YOUNGER LAW NEWS: HOW INADVERTENT MISTAKES CAN UPSET MEDICAID PLANNING

YOUNGER LAW NEWS:  HOW INADVERTENT MISTAKES CAN UPSET MEDICAID PLANNING

Most people now know that Medicaid rules, although restrictive, allow some flexibility that enables people to make asset transfers without penalties.  Taking advantage of the rules requires not only careful planning but also careful follow through.  A recent actual case is a good example of how many things can go wrong.  The facts have been modified slightly for purposes of consistency.

Bill and Peggy had both been widowed when they married each other.  Bill had two adult children with whom he was not especially close.  Peggy had one adult child, Tom.  As they grew older, they executed new wills.  The plan was to split their assets down the middle because they were both in failing health, Bill worse than Peggy.  Bill wanted to leave his small estate to Tom with whom he was very close.  We separated their bank accounts and transferred the house to them as tenants in common - - so that each of them owned half of the house and could transfer it as they wished.

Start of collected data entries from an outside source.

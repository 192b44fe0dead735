//! Dealing tests: seeded determinism and schema round-trips.

use proptest::prelude::*;
use set_solver::{presets, Card, DealRng, SetSolver};

/// Every dealt card's values come from the originating schema.
#[test]
fn test_dealt_cards_round_trip_through_schema() {
    let solver = SetSolver::new(presets::five_variation());
    let mut rng = DealRng::new(11);

    for card in solver.deal_game(100, &mut rng) {
        assert_eq!(card.attribute_count(), solver.schema().attribute_count());
        for (key, value) in card.iter() {
            let variations = solver
                .schema()
                .variations(key)
                .expect("dealt attribute exists in schema");
            assert!(variations.contains(value), "{value} not in {key}");
        }
    }
}

/// The same seed deals the same game.
#[test]
fn test_dealing_is_seed_deterministic() {
    let solver = SetSolver::new(presets::three_variation());

    let game1 = solver.deal_game(24, &mut DealRng::new(42));
    let game2 = solver.deal_game(24, &mut DealRng::new(42));
    let game3 = solver.deal_game(24, &mut DealRng::new(43));

    assert_eq!(game1, game2);
    assert_ne!(game1, game3);
}

/// Searching a dealt game never errors: every dealt value is scorable.
#[test]
fn test_search_over_dealt_game() {
    let solver = SetSolver::new(presets::three_variation());
    let mut rng = DealRng::new(7);

    let game = solver.deal_game(12, &mut rng);
    let sets = solver.find_all_sets(&game).unwrap();
    for hand in &sets {
        assert_eq!(solver.check_for_set(hand), Ok(true));
    }
}

proptest! {
    /// Any hand dealt from a generated schema scores without error.
    #[test]
    fn prop_dealt_hand_scores(depth in 1usize..=6, seed: u64) {
        let solver = SetSolver::new(presets::generated_schema(depth));
        let mut rng = DealRng::new(seed);

        let hand = solver.deal_game(depth, &mut rng);
        prop_assert!(solver.check_for_set(&hand).is_ok());
    }

    /// N copies of any dealt card form a set at any depth.
    #[test]
    fn prop_all_same_hand_is_always_a_set(depth in 1usize..=6, seed: u64) {
        let solver = SetSolver::new(presets::generated_schema(depth));
        let mut rng = DealRng::new(seed);

        let card = Card::random(solver.schema(), &mut rng);
        let hand: Vec<Card> = std::iter::repeat_with(|| card.clone()).take(depth).collect();
        prop_assert_eq!(solver.check_for_set(&hand), Ok(true));
    }

    /// A dealt hand of N distinct-position cards from one attribute column:
    /// taking the i-th variation of every attribute for i in 0..N gives the
    /// all-different set, at any depth.
    #[test]
    fn prop_diagonal_hand_is_always_a_set(depth in 1usize..=6) {
        let solver = SetSolver::new(presets::generated_schema(depth));

        let hand: Vec<Card> = (0..depth)
            .map(|index| {
                let mut builder = Card::builder();
                for key in solver.schema().keys() {
                    let variations = solver.schema().variations(key).unwrap();
                    builder = builder.value(key.clone(), variations[index].clone());
                }
                builder.build().unwrap()
            })
            .collect();

        prop_assert_eq!(solver.check_for_set(&hand), Ok(true));
    }
}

Earlier this year, the house was sold. Both Bill’s and Peggy’s health had declined considerably.  Bill had entered a nursing home before the closing.  Peggy went to live with Tom and his wife.  It was clear that both of them would run out of money soon and would have to apply for Medicaid.  Bill’s daughter, who lived far from Tom’s house, asked that her father be placed close to her so that she could look after him.  (She knew she was not mentioned in his will) The HUD (closing) statement showed Bill and Peggy each received half of the net proceeds.  Two equal checks were written by the buyers’ settlement agent, one to Bill and one to Peggy. 

In all of the confusion after the closing, Tom, who was acting for his mother and step-father as agent under a power of attorney, deposited Peggy’s check correctly in the account owned by her and Tom.  He deposited Bill’s check into the joint account between Bill and Tom. 

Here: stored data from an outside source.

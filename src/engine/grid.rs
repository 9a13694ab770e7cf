//! Reference engine: a 64-px tile grid over a plain RGBA surface.
//!
//! Exists so the notification bridge and facade can be exercised without a
//! native engine binding. Stroke dynamics stay trivial on purpose - dabs
//! are stamped at fixed spacing with pressure scaling opacity only.

use super::dab::{stamp_dab, DabParams};
use super::{BrushSetting, PaintEngine, SurfaceSize, TileId, TileObserver, TileRect, TileRef};
use image::RgbaImage;
use std::collections::{HashMap, HashSet};
use std::sync::Arc;

/// Edge length of one grid tile in pixels
pub const TILE_SIZE: u32 = 64;

enum TileEvent {
    Created(TileRef),
    Updated(TileRef),
}

/// In-crate [`PaintEngine`] implementation backed by an [`RgbaImage`]
pub struct GridEngine {
    canvas: RgbaImage,
    settings: HashMap<BrushSetting, f32>,
    color: [f32; 4],
    tiles: HashSet<TileId>,
    stroke_active: bool,
    last_point: Option<(f32, f32)>,
    observers: Vec<Arc<dyn TileObserver>>,
}

impl GridEngine {
    pub fn new(size: SurfaceSize) -> Self {
        Self {
            canvas: RgbaImage::new(size.width, size.height),
            settings: Self::default_settings(),
            color: [0.0, 0.0, 0.0, 1.0],
            tiles: HashSet::new(),
            stroke_active: false,
            last_point: None,
            observers: Vec::new(),
        }
    }

    fn default_settings() -> HashMap<BrushSetting, f32> {
        BrushSetting::ALL
            .iter()
            .map(|&s| (s, s.default_value()))
            .collect()
    }

    /// Number of tiles allocated so far
    pub fn tile_count(&self) -> usize {
        self.tiles.len()
    }

    fn tile_id(tx: u32, ty: u32) -> TileId {
        TileId(((ty as u64) << 32) | tx as u64)
    }

    fn tile_ref(&self, tx: u32, ty: u32) -> TileRef {
        let x = tx * TILE_SIZE;
        let y = ty * TILE_SIZE;
        TileRef {
            id: Self::tile_id(tx, ty),
            rect: TileRect::new(
                x,
                y,
                TILE_SIZE.min(self.canvas.width() - x),
                TILE_SIZE.min(self.canvas.height() - y),
            ),
        }
    }

    /// Record created/updated events for every tile overlapping `rect`
    fn touch_rect(&mut self, rect: TileRect, events: &mut Vec<TileEvent>, seen: &mut HashSet<TileId>) {
        let tx0 = rect.x / TILE_SIZE;
        let ty0 = rect.y / TILE_SIZE;
        let tx1 = (rect.x + rect.width.max(1) - 1) / TILE_SIZE;
        let ty1 = (rect.y + rect.height.max(1) - 1) / TILE_SIZE;

        for ty in ty0..=ty1 {
            for tx in tx0..=tx1 {
                let id = Self::tile_id(tx, ty);
                if !seen.insert(id) {
                    continue;
                }
                let tile = self.tile_ref(tx, ty);
                if self.tiles.insert(id) {
                    events.push(TileEvent::Created(tile));
                } else {
                    events.push(TileEvent::Updated(tile));
                }
            }
        }
    }

    fn dispatch(&self, events: Vec<TileEvent>) {
        let surface = self.surface_size();
        for event in &events {
            for observer in &self.observers {
                match event {
                    TileEvent::Created(tile) => observer.tile_created(surface, tile),
                    TileEvent::Updated(tile) => observer.tile_updated(surface, tile),
                }
            }
        }
    }

    fn dab_params(&self, pressure: f32) -> DabParams {
        let radius = self.brush_value(BrushSetting::RadiusLogarithmic).exp();
        DabParams {
            radius,
            hardness: self.brush_value(BrushSetting::Hardness),
            color: self.color,
            strength: self.brush_value(BrushSetting::Opaque) * pressure.clamp(0.0, 1.0),
        }
    }

    /// Stamp dabs from the previous stroke point to (x, y) at fixed spacing
    fn stamp_segment(&mut self, x: f32, y: f32, pressure: f32) {
        let dab = self.dab_params(pressure);
        let spacing = (dab.radius * 0.5).max(1.0);

        let mut stamps = Vec::new();
        match self.last_point {
            Some((px, py)) => {
                let dx = x - px;
                let dy = y - py;
                let dist = (dx * dx + dy * dy).sqrt();
                let steps = (dist / spacing).ceil().max(1.0) as usize;
                for step in 1..=steps {
                    let t = step as f32 / steps as f32;
                    stamps.push((px + dx * t, py + dy * t));
                }
            }
            None => stamps.push((x, y)),
        }

        let mut events = Vec::new();
        let mut seen = HashSet::new();
        for (sx, sy) in stamps {
            if let Some(dirty) = stamp_dab(&mut self.canvas, sx, sy, &dab) {
                self.touch_rect(dirty, &mut events, &mut seen);
            }
        }
        self.last_point = Some((x, y));
        self.dispatch(events);
    }
}

impl PaintEngine for GridEngine {
    fn set_surface_size(&mut self, size: SurfaceSize) {
        if size == self.surface_size() {
            return;
        }
        // Reallocates the surface; existing tile records are dropped
        // without notification, matching the brush library binding.
        tracing::debug!(
            width = size.width,
            height = size.height,
            dropped_tiles = self.tiles.len(),
            "surface resized"
        );
        self.canvas = RgbaImage::new(size.width, size.height);
        self.tiles.clear();
        self.last_point = None;
    }

    fn surface_size(&self) -> SurfaceSize {
        SurfaceSize::new(self.canvas.width(), self.canvas.height())
    }

    fn clear_surface(&mut self) {
        let size = self.surface_size();
        self.canvas = RgbaImage::new(size.width, size.height);
        self.tiles.clear();
        self.last_point = None;
        for observer in &self.observers {
            observer.surface_cleared(size);
        }
    }

    fn load_brush(&mut self, bytes: &[u8]) {
        // No .myb parsing here; a new brush just resets every setting to
        // its built-in default.
        tracing::debug!(len = bytes.len(), "brush definition loaded");
        self.settings = Self::default_settings();
    }

    fn brush_value(&self, setting: BrushSetting) -> f32 {
        self.settings
            .get(&setting)
            .copied()
            .unwrap_or_else(|| setting.default_value())
    }

    fn set_brush_value(&mut self, setting: BrushSetting, value: f32) {
        self.settings.insert(setting, value);
    }

    fn set_brush_color(&mut self, color: [f32; 4]) {
        self.color = color;
    }

    fn load_image(&mut self, image: &RgbaImage) {
        if image.width() > self.canvas.width() || image.height() > self.canvas.height() {
            let grown = SurfaceSize::new(
                image.width().max(self.canvas.width()),
                image.height().max(self.canvas.height()),
            );
            let mut canvas = RgbaImage::new(grown.width, grown.height);
            image::imageops::replace(&mut canvas, &self.canvas, 0, 0);
            self.canvas = canvas;
        }
        image::imageops::replace(&mut self.canvas, image, 0, 0);

        let mut events = Vec::new();
        let mut seen = HashSet::new();
        self.touch_rect(
            TileRect::new(0, 0, image.width(), image.height()),
            &mut events,
            &mut seen,
        );
        self.dispatch(events);
    }

    fn render_image(&self) -> RgbaImage {
        self.canvas.clone()
    }

    fn start_stroke(&mut self) {
        self.stroke_active = true;
        self.last_point = None;
    }

    fn end_stroke(&mut self) {
        self.stroke_active = false;
        self.last_point = None;
    }

    fn stroke_to(&mut self, x: f32, y: f32, pressure: f32, _xtilt: f32, _ytilt: f32) {
        if !self.stroke_active {
            tracing::trace!(x, y, "stroke motion outside an active stroke ignored");
            return;
        }
        self.stamp_segment(x, y, pressure);
    }

    fn add_observer(&mut self, observer: Arc<dyn TileObserver>) {
        self.observers.push(observer);
    }
}

#[cfg(test)]
mod tests {
    use super::*;
    use parking_lot::Mutex;

    #[derive(Default)]
    struct EventLog {
        created: Mutex<Vec<TileRef>>,
        updated: Mutex<Vec<TileRef>>,
        cleared: Mutex<usize>,
    }

    impl TileObserver for EventLog {
        fn tile_created(&self, _surface: SurfaceSize, tile: &TileRef) {
            self.created.lock().push(*tile);
        }
        fn tile_updated(&self, _surface: SurfaceSize, tile: &TileRef) {
            self.updated.lock().push(*tile);
        }
        fn surface_cleared(&self, _surface: SurfaceSize) {
            *self.cleared.lock() += 1;
        }
    }

    fn engine_with_log() -> (GridEngine, Arc<EventLog>) {
        let mut engine = GridEngine::new(SurfaceSize::new(256, 256));
        let log = Arc::new(EventLog::default());
        engine.add_observer(log.clone());
        (engine, log)
    }

    #[test]
    fn test_first_touch_creates_tile() {
        let (mut engine, log) = engine_with_log();
        engine.start_stroke();
        engine.stroke_to(32.0, 32.0, 1.0, 0.0, 0.0);
        engine.end_stroke();

        assert!(!log.created.lock().is_empty());
        assert_eq!(engine.tile_count(), log.created.lock().len());
    }

    #[test]
    fn test_second_touch_updates_not_creates() {
        let (mut engine, log) = engine_with_log();
        engine.start_stroke();
        engine.stroke_to(32.0, 32.0, 1.0, 0.0, 0.0);
        engine.end_stroke();
        let created_before = log.created.lock().len();

        engine.start_stroke();
        engine.stroke_to(32.0, 32.0, 1.0, 0.0, 0.0);
        engine.end_stroke();

        assert_eq!(log.created.lock().len(), created_before);
        assert!(!log.updated.lock().is_empty());
    }

    #[test]
    fn test_motion_without_stroke_is_ignored() {
        let (mut engine, log) = engine_with_log();
        engine.stroke_to(32.0, 32.0, 1.0, 0.0, 0.0);
        assert!(log.created.lock().is_empty());
        assert_eq!(engine.tile_count(), 0);
    }

    #[test]
    fn test_clear_surface_drops_tiles_and_notifies() {
        let (mut engine, log) = engine_with_log();
        engine.start_stroke();
        engine.stroke_to(32.0, 32.0, 1.0, 0.0, 0.0);
        engine.end_stroke();
        assert!(engine.tile_count() > 0);

        engine.clear_surface();
        assert_eq!(engine.tile_count(), 0);
        assert_eq!(*log.cleared.lock(), 1);

        let image = engine.render_image();
        assert!(image.pixels().all(|p| p[3] == 0));
    }

    #[test]
    fn test_load_brush_resets_radius() {
        let (mut engine, _log) = engine_with_log();
        engine.set_brush_value(BrushSetting::RadiusLogarithmic, 4.5);
        engine.load_brush(b"dummy brush\0");
        assert_eq!(
            engine.brush_value(BrushSetting::RadiusLogarithmic),
            BrushSetting::RadiusLogarithmic.default_value()
        );
    }

    #[test]
    fn test_load_image_emits_created_tiles() {
        let (mut engine, log) = engine_with_log();
        let image = RgbaImage::from_pixel(128, 128, image::Rgba([10, 20, 30, 255]));
        engine.load_image(&image);

        // 128x128 over a 64-px grid is 4 tiles
        assert_eq!(log.created.lock().len(), 4);
        assert_eq!(engine.render_image().get_pixel(0, 0)[0], 10);
    }

    #[test]
    fn test_load_image_grows_surface() {
        let mut engine = GridEngine::new(SurfaceSize::new(64, 64));
        let image = RgbaImage::new(200, 100);
        engine.load_image(&image);
        assert_eq!(engine.surface_size(), SurfaceSize::new(200, 100));
    }

    #[test]
    fn test_resize_drops_tiles_silently() {
        let (mut engine, log) = engine_with_log();
        engine.start_stroke();
        engine.stroke_to(32.0, 32.0, 1.0, 0.0, 0.0);
        engine.end_stroke();

        engine.set_surface_size(SurfaceSize::new(512, 512));
        assert_eq!(engine.tile_count(), 0);
        assert_eq!(*log.cleared.lock(), 0);
    }

    #[test]
    fn test_stroke_segment_touches_tiles_along_path() {
        let (mut engine, log) = engine_with_log();
        engine.start_stroke();
        engine.stroke_to(8.0, 8.0, 1.0, 0.0, 0.0);
        engine.stroke_to(200.0, 8.0, 1.0, 0.0, 0.0);
        engine.end_stroke();

        // A 200-px horizontal sweep crosses at least four tile columns
        assert!(log.created.lock().len() >= 4);
    }
}
//! Paint context - the flat procedural surface hosts call into.
//!
//! Owns the engine outright and at most one scene bridge; nothing here is
//! process-global, a host wanting two canvases builds two contexts.

use crate::bridge::SceneBridge;
use crate::engine::{BrushSetting, PaintEngine, SurfaceSize};
use crate::scene::SharedScene;
use image::RgbaImage;
use std::path::{Path, PathBuf};
use std::sync::Arc;

pub struct PaintContext {
    engine: Box<dyn PaintEngine>,
    bridge: Option<Arc<SceneBridge>>,
    brush_path: Option<PathBuf>,
}

impl PaintContext {
    pub fn new(engine: Box<dyn PaintEngine>) -> Self {
        Self {
            engine,
            bridge: None,
            brush_path: None,
        }
    }

    /// Wire tile notifications into `scene`. Only the first call takes
    /// effect; later calls are ignored so repeated wiring cannot insert
    /// tiles twice. Pass a negative `depth` to stack above existing items.
    pub fn add_to_scene(&mut self, scene: SharedScene, depth: i32) {
        if self.bridge.is_some() {
            tracing::warn!("scene already attached, ignoring additional scene");
            return;
        }
        let bridge = Arc::new(SceneBridge::new(scene, depth));
        self.engine.add_observer(bridge.clone());
        self.bridge = Some(bridge);
    }

    pub fn set_surface_size(&mut self, size: SurfaceSize) {
        self.engine.set_surface_size(size);
    }

    pub fn surface_size(&self) -> SurfaceSize {
        self.engine.surface_size()
    }

    pub fn clear_surface(&mut self) {
        self.engine.clear_surface();
    }

    /// Load a brush definition file into the engine.
    ///
    /// The file is read whole and passed on NUL-terminated. With
    /// `preserve_size` the current radius survives the load, overriding
    /// whatever the new brush ships as its default. An unreadable file
    /// leaves the engine and the active brush path untouched.
    pub fn load_brush(&mut self, path: &Path, preserve_size: bool) {
        let radius = preserve_size.then(|| self.engine.brush_value(BrushSetting::RadiusLogarithmic));

        let mut bytes = match std::fs::read(path) {
            Ok(bytes) => bytes,
            Err(err) => {
                tracing::warn!(path = %path.display(), %err, "brush file not readable, keeping current brush");
                return;
            }
        };
        bytes.push(0);

        self.brush_path = Some(path.to_path_buf());
        self.engine.load_brush(&bytes);
        if let Some(radius) = radius {
            self.engine
                .set_brush_value(BrushSetting::RadiusLogarithmic, radius);
        }
    }

    /// Path of the last successfully loaded brush
    pub fn active_brush(&self) -> Option<&Path> {
        self.brush_path.as_deref()
    }

    pub fn set_brush_color(&mut self, color: [f32; 4]) {
        self.engine.set_brush_color(color);
    }

    pub fn brush_value(&self, setting: BrushSetting) -> f32 {
        self.engine.brush_value(setting)
    }

    pub fn set_brush_value(&mut self, setting: BrushSetting, value: f32) {
        self.engine.set_brush_value(setting, value);
    }

    pub fn load_image(&mut self, image: &RgbaImage) {
        self.engine.load_image(image);
    }

    pub fn render_image(&self) -> RgbaImage {
        self.engine.render_image()
    }

    pub fn start_stroke(&mut self) {
        self.engine.start_stroke();
    }

    pub fn end_stroke(&mut self) {
        self.engine.end_stroke();
    }

    /// Stroke motion with full pressure and no tilt
    pub fn basic_stroke_to(&mut self, x: f32, y: f32) {
        self.engine.stroke_to(x, y, 1.0, 0.0, 0.0);
    }

    /// Stroke motion with explicit pressure and tilt. No range or
    /// stroke-started validation happens here; that is the engine's call.
    pub fn stroke_to(&mut self, x: f32, y: f32, pressure: f32, xtilt: f32, ytilt: f32) {
        self.engine.stroke_to(x, y, pressure, xtilt, ytilt);
    }
}

#[cfg(test)]
mod tests {
    use super::*;
    use crate::bridge::AUTO_DEPTH;
    use crate::engine::GridEngine;
    use crate::scene::DisplayList;
    use parking_lot::RwLock;

    fn context() -> PaintContext {
        PaintContext::new(Box::new(GridEngine::new(SurfaceSize::new(256, 256))))
    }

    fn shared_scene() -> SharedScene {
        Arc::new(RwLock::new(DisplayList::new()))
    }

    fn temp_brush_file(name: &str) -> PathBuf {
        let path = std::env::temp_dir().join(format!("brushscene-{}-{}.myb", std::process::id(), name));
        std::fs::write(&path, b"{\"version\": 3}").unwrap();
        path
    }

    #[test]
    fn test_first_scene_wins() {
        let mut ctx = context();
        let first = shared_scene();
        let second = shared_scene();
        ctx.add_to_scene(first.clone(), AUTO_DEPTH);
        ctx.add_to_scene(second.clone(), AUTO_DEPTH);

        ctx.start_stroke();
        ctx.basic_stroke_to(32.0, 32.0);
        ctx.end_stroke();

        assert!(!first.read().depths().is_empty());
        assert!(second.read().depths().is_empty());
    }

    #[test]
    fn test_tiles_arrive_at_bridge_depth() {
        let mut ctx = context();
        let scene = shared_scene();
        ctx.add_to_scene(scene.clone(), 9);

        ctx.start_stroke();
        ctx.basic_stroke_to(32.0, 32.0);
        ctx.end_stroke();

        let depths = scene.read().depths();
        assert!(!depths.is_empty());
        assert!(depths.iter().all(|&d| d == 9));
    }

    #[test]
    fn test_load_brush_preserving_size() {
        let mut ctx = context();
        let path = temp_brush_file("preserve");
        ctx.set_brush_value(BrushSetting::RadiusLogarithmic, 4.25);

        ctx.load_brush(&path, true);
        assert_eq!(ctx.brush_value(BrushSetting::RadiusLogarithmic), 4.25);

        std::fs::remove_file(&path).ok();
    }

    #[test]
    fn test_load_brush_without_preserve_takes_brush_default() {
        let mut ctx = context();
        let path = temp_brush_file("default");
        ctx.set_brush_value(BrushSetting::RadiusLogarithmic, 4.25);

        ctx.load_brush(&path, false);
        assert_eq!(
            ctx.brush_value(BrushSetting::RadiusLogarithmic),
            BrushSetting::RadiusLogarithmic.default_value()
        );

        std::fs::remove_file(&path).ok();
    }

    #[test]
    fn test_missing_brush_file_keeps_previous_brush() {
        let mut ctx = context();
        let path = temp_brush_file("kept");
        ctx.load_brush(&path, false);
        assert_eq!(ctx.active_brush(), Some(path.as_path()));

        ctx.load_brush(Path::new("/nonexistent/brush.myb"), false);
        assert_eq!(ctx.active_brush(), Some(path.as_path()));

        std::fs::remove_file(&path).ok();
    }

    #[test]
    fn test_no_brush_loaded_yet() {
        let ctx = context();
        assert!(ctx.active_brush().is_none());
    }

    #[test]
    fn test_render_after_basic_stroke_marks_pixels() {
        let mut ctx = context();
        ctx.set_brush_color([1.0, 0.0, 0.0, 1.0]);
        ctx.start_stroke();
        ctx.basic_stroke_to(64.0, 64.0);
        ctx.end_stroke();

        let image = ctx.render_image();
        assert!(image.get_pixel(64, 64)[3] > 0);
    }

    #[test]
    fn test_surface_size_forwarding() {
        let mut ctx = context();
        ctx.set_surface_size(SurfaceSize::new(300, 200));
        assert_eq!(ctx.surface_size(), SurfaceSize::new(300, 200));
    }
}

As part of the planning process, Bill changed the beneficiary on two life insurance policies from Peggy to Tom.  Had he not done so, the proceeds would go to her upon bill’s death and be a resource she would have to spend down before becoming eligible for Medicaid. 

Tom believed everything had been done as well as could be expected.  He was soon to be in for a surprise.

Two weeks after signing the change of beneficiary form, Bill died.  By that time, Peggy was in a nursing home, too, short on funds and nearly eligible for Medicaid benefits.  Tom expected to collect the life insurance and the money remaining in Bill’s bank account.  Unfortunately, Tom had forgotten that, after he opened the joint account with Bill, the bank officer suggested Peggy’s name be added to the account “because she is his wife.”  Believing the bank officer must know what she was talking about, Tom allowed Peggy’s name to be added to the account without consulting counsel.  As a result, the account was now owned by Bill, Peggy and Tom (the “Triple Joint Account”).   In addition, Tom had engaged a company (“MPC”) to handle the Medicaid applications for both his mother and his stepfather.  MPC does not use an attorney to prepare or present Medicaid applications.  Tom engaged them because the nursing home recommended them and said they would do a good job. [Make sure to read the article in this month’s Elder Law News entitled “Beware of Non-Lawyers Offering Medicaid Planning Advice.”]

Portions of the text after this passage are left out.